Below are records to be reproduced exactly and in full.

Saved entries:
BEGIN

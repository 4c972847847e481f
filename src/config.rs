use serde::{Deserialize, Serialize};
use std::time::Duration;

#[derive(Debug, Clone, Deserialize, Serialize)]
pub struct Config {
    /// `host:port` entries; listing one twice doubles its share of keys
    pub servers: Vec<String>,
    /// Per-operation budget covering dial, write and read
    #[serde(default = "default_timeout_ms")]
    pub timeout_ms: u64,
    #[serde(default = "default_max_idle_conns")]
    pub max_idle_conns: usize,
    /// Largest value a server may return for one key
    #[serde(default = "default_max_value_size")]
    pub max_value_size: usize,
}

impl Default for Config {
    fn default() -> Self {
        Self {
            servers: Vec::new(),
            timeout_ms: default_timeout_ms(),
            max_idle_conns: default_max_idle_conns(),
            max_value_size: default_max_value_size(),
        }
    }
}

fn default_timeout_ms() -> u64 {
    100
}
fn default_max_idle_conns() -> usize {
    2
}
fn default_max_value_size() -> usize {
    crate::core::protocol::DEFAULT_MAX_VALUE_SIZE
}

impl Config {
    /// Load configuration from a YAML file
    pub async fn from_yaml_file(path: &str) -> Result<Self, ConfigError> {
        let content = tokio::fs::read_to_string(path).await.map_err(|e| {
            if e.kind() == std::io::ErrorKind::NotFound {
                ConfigError::FileNotFound(path.to_string())
            } else {
                ConfigError::IoError(e.to_string())
            }
        })?;

        Self::from_yaml_str(&content)
    }

    /// Parse configuration from a YAML string (useful for testing)
    pub fn from_yaml_str(content: &str) -> Result<Self, ConfigError> {
        let config: Config =
            serde_yaml::from_str(content).map_err(|e| ConfigError::ParseError(e.to_string()))?;

        config.validate()?;

        Ok(config)
    }

    /// Validate configuration for common errors
    pub fn validate(&self) -> Result<(), ConfigError> {
        if self.servers.is_empty() {
            return Err(ConfigError::ValidationError(
                "At least one server is required".to_string(),
            ));
        }

        for server in &self.servers {
            let valid = match server.rsplit_once(':') {
                Some((host, port)) => !host.is_empty() && port.parse::<u16>().is_ok(),
                None => false,
            };
            if !valid {
                return Err(ConfigError::ValidationError(format!(
                    "Server '{}' is not a host:port address",
                    server
                )));
            }
        }

        Ok(())
    }

    pub fn timeout(&self) -> Duration {
        Duration::from_millis(self.timeout_ms)
    }
}

#[derive(Debug, thiserror::Error)]
pub enum ConfigError {
    #[error("File not found: {0}")]
    FileNotFound(String),
    #[error("Parse error: {0}")]
    ParseError(String),
    #[error("IO error: {0}")]
    IoError(String),
    #[error("Validation error: {0}")]
    ValidationError(String),
}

END

## THE COMPLETED TASK
repository 4c972847847e481f
filename src/config.rs
use serde::{Deserialize, Serialize};
use std::time::Duration;

#[derive(Debug, Clone, Deserialize, Serialize)]
pub struct Config {
    /// `host:port` entries; listing one twice doubles its share of keys
    pub servers: Vec<String>,
    /// Per-operation budget covering dial, write and read
    #[serde(default = "default_timeout_ms")]
    pub timeout_ms: u64,
    #[serde(default = "default_max_idle_conns")]
    pub max_idle_conns: usize,
    /// Largest value a server may return for one key
    #[serde(default = "default_max_value_size")]
    pub max_value_size: usize,
}

impl Default for Config {
    fn default() -> Self {
        Self {
            servers: Vec::new(),
            timeout_ms: default_timeout_ms(),
            max_idle_conns: default_max_idle_conns(),
            max_value_size: default_max_value_size(),
        }
    }
}

fn default_timeout_ms() -> u64 {
    100
}
fn default_max_idle_conns() -> usize {
    2
}
fn default_max_value_size() -> usize {
    crate::core::protocol::DEFAULT_MAX_VALUE_SIZE
}

impl Config {
    /// Load configuration from a YAML file
    pub async fn from_yaml_file(path: &str) -> Result<Self, ConfigError> {
        let content = tokio::fs::read_to_string(path).await.map_err(|e| {
            if e.kind() == std::io::ErrorKind::NotFound {
                ConfigError::FileNotFound(path.to_string())
            } else {
                ConfigError::IoError(e.to_string())
            }
        })?;

        Self::from_yaml_str(&content)
    }

    /// Parse configuration from a YAML string (useful for testing)
    pub fn from_yaml_str(content: &str) -> Result<Self, ConfigError> {
        let config: Config =
            serde_yaml::from_str(content).map_err(|e| ConfigError::ParseError(e.to_string()))?;

        config.validate()?;

        Ok(config)
    }

    /// Validate configuration for common errors
    pub fn validate(&self) -> Result<(), ConfigError> {
        if self.servers.is_empty() {
            return Err(ConfigError::ValidationError(
                "At least one server is required".to_string(),
            ));
        }

        for server in &self.servers {
            let valid = match server.rsplit_once(':') {
                Some((host, port)) => !host.is_empty() && port.parse::<u16>().is_ok(),
                None => false,
            };
            if !valid {
                return Err(ConfigError::ValidationError(format!(
                    "Server '{}' is not a host:port address",
                    server
                )));
            }
        }

        Ok(())
    }

    pub fn timeout(&self) -> Duration {
        Duration::from_millis(self.timeout_ms)
    }
}

#[derive(Debug, thiserror::Error)]
pub enum ConfigError {
    #[error("File not found: {0}")]
    FileNotFound(String),
    #[error("Parse error: {0}")]
    ParseError(String),
    #[error("IO error: {0}")]
    IoError(String),
    #[error("Validation error: {0}")]
    ValidationError(String),
}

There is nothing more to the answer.